The Tory gravy train in all it's miraculous self interest, is creaming off the poor, monopoly private industries, dodgy contracts, exported tax free investments, or 10% on Russian extortion money, all supported by an unwarranted centralised monopoly power in parliament. But it's coming to an end and probably many, the unemployable, are due for penury, with a select few for prison.
The public mainly sense this self aggrandisement, supported by the busy hollow semi billionaire attempting to further feather his dynasty's nest, such as with the India trade deal that Modi wouldn't grant Sunak, because it would have have required free UK access for Indian business people , holiday makers and students to name a few.
The public have mainly stopped listening to the Tories, making Sunak's blatherings extremely ineffectual. You can watch him with ears ready but 50-150 words later, nothing has gone in. The tory election machine, such as it exists, has realised that Sunak doesn't do ordinary people. He can't relate to them and keeps dropping faux pas which makes them realise there's nothing to him. Their solution has been to put in local Tories and dress them up native to look fawning and drop planted questions in front of cameras. The press smelled a rat and the Tories were found out in seconds looking desperate in their failings.

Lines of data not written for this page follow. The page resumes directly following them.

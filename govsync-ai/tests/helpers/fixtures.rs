//! Test fixtures: vocabulary, candidates, AI responses and engine wiring

use chrono::NaiveDate;
use govsync_ai::services::{
    EngineSettings, EnrichmentProvider, IncrementalSyncEngine, RecordPostProcessor,
};
use govsync_ai::types::{AiResponse, CandidateItem, DecisionKey};
use govsync_ai::validators::LabelValidator;
use govsync_ai::vocabulary::VocabularyStore;
use govsync_common::config::TomlConfig;
use govsync_common::events::EventBus;
use sqlx::SqlitePool;
use std::sync::Arc;

use super::scripted::RecordingClock;

pub const TEST_VOCABULARY: &str = r#"
    [vocabularies.policy_areas]
    version = "test"
    labels = ["בריאות", "חינוך", "ביטחון", "כלכלה ותקציב"]
    [vocabularies.policy_areas.exclusions]
    "חינוך" = ["הכשרה מקצועית"]
    [vocabularies.policy_areas.thresholds]
    "ביטחון" = 0.8

    [vocabularies.government_bodies]
    version = "test"
    labels = ["משרד הבריאות", "ועדת השרים לענייני חקיקה", "משרד האוצר", "משרד החינוך"]

    [vocabularies.locations]
    version = "test"
    labels = ["ישראל", "ירושלים", "חיפה"]

    [post_processing.denylist]
    locations = ["ישראל"]

    [post_processing.committee_aliases]
    "ועדת שרים לחקיקה" = "ועדת השרים לענייני חקיקה"
"#;

pub fn test_store() -> Arc<VocabularyStore> {
    Arc::new(VocabularyStore::from_toml_str(TEST_VOCABULARY, 0.5).unwrap())
}

/// Defaults with small batches and millisecond backoff
pub fn test_config() -> TomlConfig {
    let mut config = TomlConfig::default();
    config.sync.concurrency = 3;
    config.sync.dispatch_batch_size = 4;
    config.sync.max_attempts = 3;
    config.sync.initial_delay_ms = 10;
    config.sync.max_delay_ms = 40;
    config.persistence.batch_size = 2;
    config.database.max_lock_wait_ms = 200;
    config.post_processing.truncation_min_chars = 30;
    config
}

pub fn test_processor(config: &TomlConfig) -> Arc<RecordPostProcessor> {
    Arc::new(
        RecordPostProcessor::new(LabelValidator::new(test_store()), &config.post_processing)
            .unwrap(),
    )
}

/// Engine over `pool` with the given provider and a recording clock
pub fn build_engine(
    pool: &SqlitePool,
    provider: Arc<dyn EnrichmentProvider>,
    config: &TomlConfig,
) -> (IncrementalSyncEngine, EventBus, Arc<RecordingClock>) {
    let event_bus = EventBus::new(1024);
    let clock = Arc::new(RecordingClock::default());
    let engine = IncrementalSyncEngine::new(
        pool.clone(),
        provider,
        test_processor(config),
        event_bus.clone(),
        EngineSettings::from_config(config),
    )
    .with_clock(clock.clone());
    (engine, event_bus, clock)
}

/// Candidate of government 37 dated `2024-month-day`
pub fn candidate(number: u32, month: u32, day: u32) -> CandidateItem {
    CandidateItem {
        key: DecisionKey::new(37, number),
        date: NaiveDate::from_ymd_opt(2024, month, day).unwrap(),
        title: format!("תכנית לחיזוק מערך הבריאות {}", number),
        body: "הממשלה מחליטה להקצות תקציב לחיזוק בתי החולים בירושלים.".to_string(),
        committee: None,
        url: Some(format!("https://www.gov.il/he/departments/policies/dec{}-2024", number)),
    }
}

/// Well-formed AI response with authorized labels
pub fn response(summary: &str) -> AiResponse {
    AiResponse {
        summary: summary.to_string(),
        classification: "operative".to_string(),
        policy_areas: vec!["בריאות".to_string()],
        government_bodies: vec!["משרד הבריאות".to_string()],
        locations: vec!["ירושלים".to_string()],
    }
}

The tory election machine at local level is so hollowed out that can no longer find many dupes to deliver leaflets or canvas voters. They are reduced to paying companies to put the leaflets around which either reduces their legally allowable campaign spend or goes into secret budgets that can and do get officials banged up. Meanwhile Labour campaigning is based on a motivated mass membership and the LibDems are like a happy smiling community who refuse to be beaten.
There are 78 Tory MP's leaving the gravy chain and it's increasing, others cross the floor to Labour, the desperate threats to depose Sunak continue, 50 Tory MPs are still under investigation, mostly for sexual wrong doing or bullying and the complaints and howls are daily. Why, they think did he call the election at 21% behind in the main polls, right after a local election massacre where they came third and when they could have added another £44,000 to bank accounts before the end of the line....more as ministers? Hunt is so afeared at losing to the LibDems that he spent over £100k of his own money on local campaigning, just last year.
I believe Sunak had had enough of an ungrateful Tory Party and voting public when he called it for July. He gave himself 6 weeks to turn it around in a helicopter & private plane fuelled dash around Britain, performing tens of thousands of bits of micromanaging. He dreamed of the greatest election campaign turnaround in history. Instead, the Tories will be scraping the bottom of the barrel for the next most right wing leader ever, to lead the unruly rump that will remain. Sunak will be on the next plane to California. The next time he takes a moment while talking to swimming pool maintenance people or when buying his next can of intoxicant cola, he'll be able to say: "I used to be Prime Minister of the UK you know" and the reply will probably be something like: "Would you like a bag with that sir? You have yourself a nice day"
To think they repealed the Fixed-term Parliaments Act which gave them an advantage and they ended up doing this with it. It's just unbelievable.